[ENTRIES SUPPLIED — start]
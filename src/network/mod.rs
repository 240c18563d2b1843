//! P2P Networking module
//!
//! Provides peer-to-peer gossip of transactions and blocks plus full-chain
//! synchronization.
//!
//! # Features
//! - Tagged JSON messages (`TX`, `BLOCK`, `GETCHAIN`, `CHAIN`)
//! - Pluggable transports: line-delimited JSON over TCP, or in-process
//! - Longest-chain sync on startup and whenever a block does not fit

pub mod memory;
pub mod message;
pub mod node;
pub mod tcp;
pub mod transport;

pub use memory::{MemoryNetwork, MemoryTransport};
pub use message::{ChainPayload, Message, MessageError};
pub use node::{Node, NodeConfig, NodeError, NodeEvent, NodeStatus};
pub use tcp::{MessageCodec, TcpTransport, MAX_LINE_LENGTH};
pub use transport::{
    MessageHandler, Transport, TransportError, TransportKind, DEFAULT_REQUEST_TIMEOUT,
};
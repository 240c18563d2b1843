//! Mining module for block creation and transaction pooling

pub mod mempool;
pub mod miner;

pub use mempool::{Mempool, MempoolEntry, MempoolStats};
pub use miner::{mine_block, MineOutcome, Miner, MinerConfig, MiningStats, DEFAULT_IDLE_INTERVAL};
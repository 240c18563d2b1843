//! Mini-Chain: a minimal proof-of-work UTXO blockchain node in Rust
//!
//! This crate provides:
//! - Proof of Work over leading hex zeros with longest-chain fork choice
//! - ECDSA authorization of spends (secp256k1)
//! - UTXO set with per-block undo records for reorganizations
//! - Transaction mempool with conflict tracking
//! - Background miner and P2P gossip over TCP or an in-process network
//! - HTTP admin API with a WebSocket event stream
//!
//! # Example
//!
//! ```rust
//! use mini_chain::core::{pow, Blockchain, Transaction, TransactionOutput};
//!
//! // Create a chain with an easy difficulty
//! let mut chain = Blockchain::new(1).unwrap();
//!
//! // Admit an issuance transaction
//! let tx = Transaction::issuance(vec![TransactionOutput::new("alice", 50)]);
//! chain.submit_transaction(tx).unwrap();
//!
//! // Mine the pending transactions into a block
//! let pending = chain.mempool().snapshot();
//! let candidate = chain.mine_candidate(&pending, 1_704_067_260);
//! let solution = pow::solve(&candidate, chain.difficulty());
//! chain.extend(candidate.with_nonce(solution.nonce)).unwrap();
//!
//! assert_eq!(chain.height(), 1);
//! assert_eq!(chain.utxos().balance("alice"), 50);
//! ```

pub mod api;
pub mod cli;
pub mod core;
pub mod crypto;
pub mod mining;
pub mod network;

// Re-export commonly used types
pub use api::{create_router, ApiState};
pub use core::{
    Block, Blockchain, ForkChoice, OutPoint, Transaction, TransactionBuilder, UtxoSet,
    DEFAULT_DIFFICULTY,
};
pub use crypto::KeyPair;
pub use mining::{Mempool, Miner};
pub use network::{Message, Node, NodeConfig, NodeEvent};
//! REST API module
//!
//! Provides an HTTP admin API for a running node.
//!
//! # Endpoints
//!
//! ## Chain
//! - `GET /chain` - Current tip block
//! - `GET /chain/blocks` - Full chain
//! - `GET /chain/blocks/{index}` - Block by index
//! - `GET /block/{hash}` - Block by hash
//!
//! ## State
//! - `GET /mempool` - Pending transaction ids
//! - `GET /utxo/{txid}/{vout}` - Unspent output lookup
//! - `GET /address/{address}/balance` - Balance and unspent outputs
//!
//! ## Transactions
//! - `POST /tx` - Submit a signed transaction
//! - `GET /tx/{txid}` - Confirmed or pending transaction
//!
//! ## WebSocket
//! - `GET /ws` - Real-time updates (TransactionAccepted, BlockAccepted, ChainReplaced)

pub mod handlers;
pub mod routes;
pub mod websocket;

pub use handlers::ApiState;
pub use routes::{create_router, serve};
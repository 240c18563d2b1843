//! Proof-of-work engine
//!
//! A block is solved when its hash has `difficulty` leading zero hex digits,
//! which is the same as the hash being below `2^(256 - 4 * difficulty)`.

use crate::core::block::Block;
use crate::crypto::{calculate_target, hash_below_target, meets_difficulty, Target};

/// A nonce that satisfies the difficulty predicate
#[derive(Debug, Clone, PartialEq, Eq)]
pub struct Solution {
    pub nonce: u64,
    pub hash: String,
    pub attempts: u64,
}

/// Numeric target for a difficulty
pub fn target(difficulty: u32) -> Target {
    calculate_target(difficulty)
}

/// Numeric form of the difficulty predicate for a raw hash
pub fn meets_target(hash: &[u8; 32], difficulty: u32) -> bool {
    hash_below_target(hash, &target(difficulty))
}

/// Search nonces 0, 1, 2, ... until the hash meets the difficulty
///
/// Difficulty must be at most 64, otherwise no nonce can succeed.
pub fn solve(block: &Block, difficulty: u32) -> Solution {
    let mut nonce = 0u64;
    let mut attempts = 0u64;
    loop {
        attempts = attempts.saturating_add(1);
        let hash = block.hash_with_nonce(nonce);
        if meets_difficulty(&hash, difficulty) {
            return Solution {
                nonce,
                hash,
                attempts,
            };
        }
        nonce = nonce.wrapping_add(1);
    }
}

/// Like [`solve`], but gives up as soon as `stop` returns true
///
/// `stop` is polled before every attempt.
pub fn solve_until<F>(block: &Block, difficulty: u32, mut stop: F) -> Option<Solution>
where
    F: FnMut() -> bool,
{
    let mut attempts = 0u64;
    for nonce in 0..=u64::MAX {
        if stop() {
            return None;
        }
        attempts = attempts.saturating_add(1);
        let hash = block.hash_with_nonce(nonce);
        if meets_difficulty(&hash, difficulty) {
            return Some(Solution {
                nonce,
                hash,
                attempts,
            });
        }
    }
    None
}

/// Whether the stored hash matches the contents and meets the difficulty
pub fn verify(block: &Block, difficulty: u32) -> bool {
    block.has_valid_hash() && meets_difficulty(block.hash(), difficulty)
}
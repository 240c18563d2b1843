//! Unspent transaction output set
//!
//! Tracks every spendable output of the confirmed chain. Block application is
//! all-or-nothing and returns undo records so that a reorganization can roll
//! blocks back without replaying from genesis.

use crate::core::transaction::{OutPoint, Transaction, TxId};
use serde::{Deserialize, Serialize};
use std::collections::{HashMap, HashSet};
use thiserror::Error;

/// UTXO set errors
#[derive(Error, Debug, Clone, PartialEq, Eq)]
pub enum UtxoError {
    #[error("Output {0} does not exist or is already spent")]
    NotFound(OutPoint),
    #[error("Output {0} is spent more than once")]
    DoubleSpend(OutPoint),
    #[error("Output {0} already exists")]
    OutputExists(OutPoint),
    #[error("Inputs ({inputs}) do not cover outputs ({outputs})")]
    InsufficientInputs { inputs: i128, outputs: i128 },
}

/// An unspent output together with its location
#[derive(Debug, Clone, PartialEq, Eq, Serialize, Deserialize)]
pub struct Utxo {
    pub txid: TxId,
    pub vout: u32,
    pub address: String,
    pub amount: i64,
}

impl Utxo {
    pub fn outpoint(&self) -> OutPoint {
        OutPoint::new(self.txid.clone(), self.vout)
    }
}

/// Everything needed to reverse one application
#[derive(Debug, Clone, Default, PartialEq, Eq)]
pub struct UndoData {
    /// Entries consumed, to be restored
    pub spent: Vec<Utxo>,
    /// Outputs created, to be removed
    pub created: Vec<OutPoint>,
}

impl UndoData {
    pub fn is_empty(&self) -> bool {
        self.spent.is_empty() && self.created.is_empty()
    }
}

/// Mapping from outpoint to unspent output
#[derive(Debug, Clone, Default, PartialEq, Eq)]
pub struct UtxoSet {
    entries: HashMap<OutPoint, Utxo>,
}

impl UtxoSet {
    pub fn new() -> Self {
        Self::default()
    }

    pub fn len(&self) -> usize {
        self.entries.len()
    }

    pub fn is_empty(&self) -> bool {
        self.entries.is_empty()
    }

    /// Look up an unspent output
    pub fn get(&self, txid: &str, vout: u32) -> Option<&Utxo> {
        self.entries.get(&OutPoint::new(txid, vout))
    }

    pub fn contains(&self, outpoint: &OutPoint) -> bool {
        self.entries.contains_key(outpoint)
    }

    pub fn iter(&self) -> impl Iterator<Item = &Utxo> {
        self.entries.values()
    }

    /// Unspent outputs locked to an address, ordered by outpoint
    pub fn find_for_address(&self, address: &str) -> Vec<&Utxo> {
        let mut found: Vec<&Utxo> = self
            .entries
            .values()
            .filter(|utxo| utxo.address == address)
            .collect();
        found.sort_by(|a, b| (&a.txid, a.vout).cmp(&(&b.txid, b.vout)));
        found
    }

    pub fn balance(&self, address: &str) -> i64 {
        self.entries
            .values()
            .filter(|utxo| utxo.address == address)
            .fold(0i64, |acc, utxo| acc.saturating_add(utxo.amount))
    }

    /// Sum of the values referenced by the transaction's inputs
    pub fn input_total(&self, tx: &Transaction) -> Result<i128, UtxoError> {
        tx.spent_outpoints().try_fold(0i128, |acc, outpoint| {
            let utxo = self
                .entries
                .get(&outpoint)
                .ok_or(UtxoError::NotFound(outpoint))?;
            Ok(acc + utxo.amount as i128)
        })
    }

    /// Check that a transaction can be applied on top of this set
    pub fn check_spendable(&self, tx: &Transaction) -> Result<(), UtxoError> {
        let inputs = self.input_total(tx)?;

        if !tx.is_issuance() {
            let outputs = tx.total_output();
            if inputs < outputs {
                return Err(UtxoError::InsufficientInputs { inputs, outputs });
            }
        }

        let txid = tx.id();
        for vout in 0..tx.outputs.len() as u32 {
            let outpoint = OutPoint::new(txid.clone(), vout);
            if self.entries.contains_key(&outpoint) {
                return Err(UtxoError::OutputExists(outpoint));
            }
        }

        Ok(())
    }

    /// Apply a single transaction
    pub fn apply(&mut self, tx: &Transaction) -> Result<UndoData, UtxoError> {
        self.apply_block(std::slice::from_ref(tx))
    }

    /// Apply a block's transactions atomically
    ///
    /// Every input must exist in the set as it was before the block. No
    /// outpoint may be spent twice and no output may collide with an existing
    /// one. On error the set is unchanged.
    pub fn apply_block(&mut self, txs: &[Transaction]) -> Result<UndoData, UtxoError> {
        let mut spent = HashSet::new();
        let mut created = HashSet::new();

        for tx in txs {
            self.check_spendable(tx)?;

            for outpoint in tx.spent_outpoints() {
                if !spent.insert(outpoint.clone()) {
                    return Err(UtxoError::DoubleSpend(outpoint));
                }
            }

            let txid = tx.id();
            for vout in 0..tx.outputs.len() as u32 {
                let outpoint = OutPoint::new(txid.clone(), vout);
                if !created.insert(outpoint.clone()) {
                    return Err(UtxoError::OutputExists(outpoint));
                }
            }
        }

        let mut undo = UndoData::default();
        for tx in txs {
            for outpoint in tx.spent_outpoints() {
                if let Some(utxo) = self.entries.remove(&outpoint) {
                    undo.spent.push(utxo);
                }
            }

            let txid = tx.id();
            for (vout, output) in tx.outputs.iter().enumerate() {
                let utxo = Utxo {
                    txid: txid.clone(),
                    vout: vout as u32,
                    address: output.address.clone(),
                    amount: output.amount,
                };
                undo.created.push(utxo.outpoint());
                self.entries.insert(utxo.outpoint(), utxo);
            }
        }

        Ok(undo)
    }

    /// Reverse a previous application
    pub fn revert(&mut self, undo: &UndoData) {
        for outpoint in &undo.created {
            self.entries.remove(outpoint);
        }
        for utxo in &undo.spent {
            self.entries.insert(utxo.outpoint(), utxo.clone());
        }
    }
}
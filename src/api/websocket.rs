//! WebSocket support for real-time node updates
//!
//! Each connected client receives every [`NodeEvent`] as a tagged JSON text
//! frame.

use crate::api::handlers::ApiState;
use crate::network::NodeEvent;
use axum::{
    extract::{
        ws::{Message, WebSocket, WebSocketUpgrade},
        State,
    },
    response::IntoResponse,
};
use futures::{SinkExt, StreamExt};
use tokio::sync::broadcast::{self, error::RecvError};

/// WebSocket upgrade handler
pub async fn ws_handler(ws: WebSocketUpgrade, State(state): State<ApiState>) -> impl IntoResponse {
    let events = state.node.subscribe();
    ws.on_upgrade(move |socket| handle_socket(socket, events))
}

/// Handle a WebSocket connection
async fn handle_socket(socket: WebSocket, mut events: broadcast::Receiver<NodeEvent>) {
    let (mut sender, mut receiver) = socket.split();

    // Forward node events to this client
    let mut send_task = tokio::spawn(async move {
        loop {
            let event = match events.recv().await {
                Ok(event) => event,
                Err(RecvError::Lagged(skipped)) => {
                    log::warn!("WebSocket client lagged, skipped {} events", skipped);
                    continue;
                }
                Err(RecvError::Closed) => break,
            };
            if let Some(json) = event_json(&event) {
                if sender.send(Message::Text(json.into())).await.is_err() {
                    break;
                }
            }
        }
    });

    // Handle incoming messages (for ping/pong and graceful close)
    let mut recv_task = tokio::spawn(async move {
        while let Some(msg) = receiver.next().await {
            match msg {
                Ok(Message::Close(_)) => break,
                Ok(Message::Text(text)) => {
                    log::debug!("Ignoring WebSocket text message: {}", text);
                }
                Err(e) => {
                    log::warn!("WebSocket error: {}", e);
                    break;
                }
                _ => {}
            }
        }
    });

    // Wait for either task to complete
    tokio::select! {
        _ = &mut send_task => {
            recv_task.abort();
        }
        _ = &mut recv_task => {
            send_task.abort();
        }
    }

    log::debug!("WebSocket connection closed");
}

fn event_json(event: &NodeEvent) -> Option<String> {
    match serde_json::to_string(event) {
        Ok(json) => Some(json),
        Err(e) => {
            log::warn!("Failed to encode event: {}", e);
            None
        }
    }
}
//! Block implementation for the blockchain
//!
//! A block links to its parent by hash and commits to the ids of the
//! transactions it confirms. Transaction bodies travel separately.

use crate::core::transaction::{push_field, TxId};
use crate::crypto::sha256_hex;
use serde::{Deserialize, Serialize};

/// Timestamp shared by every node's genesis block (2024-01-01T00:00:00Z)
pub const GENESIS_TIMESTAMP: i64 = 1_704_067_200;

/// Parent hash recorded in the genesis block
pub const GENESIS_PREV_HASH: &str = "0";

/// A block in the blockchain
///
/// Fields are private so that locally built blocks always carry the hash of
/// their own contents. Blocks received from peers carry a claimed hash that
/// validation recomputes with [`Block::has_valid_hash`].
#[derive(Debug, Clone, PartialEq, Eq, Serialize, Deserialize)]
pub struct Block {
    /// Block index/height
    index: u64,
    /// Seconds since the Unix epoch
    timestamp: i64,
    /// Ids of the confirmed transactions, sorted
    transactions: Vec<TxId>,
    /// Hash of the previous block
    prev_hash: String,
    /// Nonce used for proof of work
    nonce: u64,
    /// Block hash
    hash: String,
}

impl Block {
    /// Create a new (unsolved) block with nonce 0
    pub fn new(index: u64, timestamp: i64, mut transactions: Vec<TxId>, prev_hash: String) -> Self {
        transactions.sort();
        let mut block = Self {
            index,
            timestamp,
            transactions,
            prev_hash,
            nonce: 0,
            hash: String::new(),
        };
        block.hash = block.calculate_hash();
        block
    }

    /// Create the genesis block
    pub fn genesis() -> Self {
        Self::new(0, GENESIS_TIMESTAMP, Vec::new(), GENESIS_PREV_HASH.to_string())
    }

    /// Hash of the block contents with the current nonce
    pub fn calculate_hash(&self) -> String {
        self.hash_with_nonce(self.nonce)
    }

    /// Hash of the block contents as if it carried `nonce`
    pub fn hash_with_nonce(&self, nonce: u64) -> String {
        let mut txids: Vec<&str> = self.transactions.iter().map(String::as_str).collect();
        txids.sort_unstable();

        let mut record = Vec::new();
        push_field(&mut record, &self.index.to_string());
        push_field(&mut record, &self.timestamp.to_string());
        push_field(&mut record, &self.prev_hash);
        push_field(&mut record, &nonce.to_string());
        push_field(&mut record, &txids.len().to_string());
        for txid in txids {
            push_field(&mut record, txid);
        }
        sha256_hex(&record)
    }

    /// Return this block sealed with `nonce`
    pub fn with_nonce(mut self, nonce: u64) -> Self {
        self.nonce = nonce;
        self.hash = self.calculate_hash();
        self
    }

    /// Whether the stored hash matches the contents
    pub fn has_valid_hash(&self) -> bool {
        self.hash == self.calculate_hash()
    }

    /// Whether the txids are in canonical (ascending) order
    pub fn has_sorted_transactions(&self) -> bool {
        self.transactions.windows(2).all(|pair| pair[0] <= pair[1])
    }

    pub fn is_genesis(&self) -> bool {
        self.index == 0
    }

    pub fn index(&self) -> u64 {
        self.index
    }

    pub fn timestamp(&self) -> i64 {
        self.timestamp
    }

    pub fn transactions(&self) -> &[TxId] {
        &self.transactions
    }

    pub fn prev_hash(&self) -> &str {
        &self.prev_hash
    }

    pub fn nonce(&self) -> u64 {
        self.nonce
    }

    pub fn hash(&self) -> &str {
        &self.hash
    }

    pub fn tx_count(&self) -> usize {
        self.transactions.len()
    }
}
[ENTRIES SUPPLIED — finish]
## EXERCISE DESCRIPTION
Go through the records line by line, and copy each line that holds the string "before".

## YOUR RESPONSE
/// `stop` is polled before every attempt.
    /// Every input must exist in the set as it was before the block. No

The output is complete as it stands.